LA MISSIONE. Questa bellissima realtà ha preso vita a novembre presso la parrocchia su invito dell'arcivescovo Giorgio Ferretti, prontamente accolto dal parroco Don Saverio Trotta. La comunità ha così avviato un'esperienza di integrazione profonda che vede come protagonista Padre John Sunday Aleakwe, in Italia da poco più di un anno. Dopo l'esperienza a Deliceto con i Missionari del Sacro Cuore, prima con padre Vincenzo e in seguito con padre Prakash, Padre John si dedica ora a questa missione bilingue: «Il numero degli stranieri oscilla, a volte dieci altre volte solo cinque — ci rivela —. Ora non sono solo nigeriani e stranieri a frequentare la messa, ma anche un gran numero di italiani. Dobbiamo ancora “abituare” il quartiere a questa iniziativa. Ci aspettiamo che nel tempo le persone si abituino anche alla messa in doppia lingua, che siano più partecipi e che rispondano sempre di più. Questo è il nostro obiettivo e la nostra speranza». Con determinazione, il sacerdote aggiunge un auspicio per il futuro: «Proseguiremo con dedizione la nostra missione affinché questa realtà di comunione possa crescere e coinvolgere sempre più persone».

UN PONTE TRA CULTURE. La Messa bilingue, celebrata ogni domenica alle 12:00, non è solo una funzione religiosa ma un vero "ponte" tra culture. Per incoraggiare una partecipazione attiva e corale, vengono messi a disposizione dei fedeli speciali libretti cartacei, strumenti preziosi che permettono a ciascuno di seguire e condividere preghiere e canti in entrambe le lingue. Un ruolo fondamentale è svolto dal gruppo di animazione: Gaetano Tamma, residente storico del quartiere, guida il coro insieme alla moglie Milena e ai due figli, Giorgia e Mirko, aiutando l'assemblea a pregare attraverso il canto in entrambe le lingue. 

LA PARTECIPAZIONE. In questo contesto di preghiera e condivisione opera anche Suor Lavina D’Souza, suora canossiana originaria dell'India. Residente presso il convento "Concettina Figliolia", la religiosa collabora attivamente alla liturgia domenicale, occupandosi della Seconda lettura in lingua inglese in alternanza con il sacerdote. Il suo servizio pastorale, che non si svolge presso la parrocchia della Madonna della Croce bensì nella sua parrocchia di San Giovanni Battista, è un tassello fondamentale per far sentire a casa chiunque entri in chiesa, trasformando lo scetticismo iniziale in una partecipazione entusiasta che unisce generazioni e nazionalità diverse. Perché alla Madonna della Croce il Vangelo non si legge… si respira.
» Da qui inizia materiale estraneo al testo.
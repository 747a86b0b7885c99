//! Logging setup.
//!
//! The interactive editor owns the terminal, so it logs to a file. Headless
//! runs log to stderr, keeping stdout free for the rendered output.

use std::fs::{self, File};
use std::path::PathBuf;
use tracing_subscriber::EnvFilter;

fn env_filter() -> EnvFilter {
    EnvFilter::try_from_default_env().unwrap_or_else(|_| EnvFilter::new("info"))
}

/// Initializes logging to the log file returned by [`get_log_path`],
/// truncating it. Logging stays off if the file cannot be created.
pub fn init_file_logging() {
    let log_path = get_log_path();

    if let Some(parent) = log_path.parent() {
        if let Err(e) = fs::create_dir_all(parent) {
            eprintln!("Warning: Could not create log directory: {e}");
            return;
        }
    }

    let log_file = match File::create(&log_path) {
        Ok(f) => f,
        Err(e) => {
            eprintln!("Warning: Could not create log file: {e}");
            return;
        }
    };

    tracing_subscriber::fmt()
        .with_env_filter(env_filter())
        .with_writer(log_file)
        .with_ansi(false)
        .init();
}

/// Initializes logging to stderr.
pub fn init_stderr_logging() {
    tracing_subscriber::fmt()
        .with_env_filter(env_filter())
        .with_writer(std::io::stderr)
        .init();
}

/// Returns the path of the log file: `sqlformula/sqlformula.log` under the
/// platform state directory, else the config directory, else the temp dir.
pub fn get_log_path() -> PathBuf {
    dirs::state_dir()
        .or_else(dirs::config_dir)
        .map(|dir| dir.join("sqlformula").join("sqlformula.log"))
        .unwrap_or_else(|| std::env::temp_dir().join("sqlformula.log"))
}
Le voci si mescolano in un canto che non conosce confine ma anzi è capace di abbattere ogni barriera. Qui nessuno è straniero: le parole di Gesù “Ero straniero e mi avete accolto” (Mt 25,35) trovano qui il loro fondamento più vero. In un quartiere spesso segnato da tensioni e degrado, questa iniziativa sta trasformando la diffidenza iniziale in accoglienza, dimostrando che la preghiera e la solidarietà possono abbattere ogni barriera.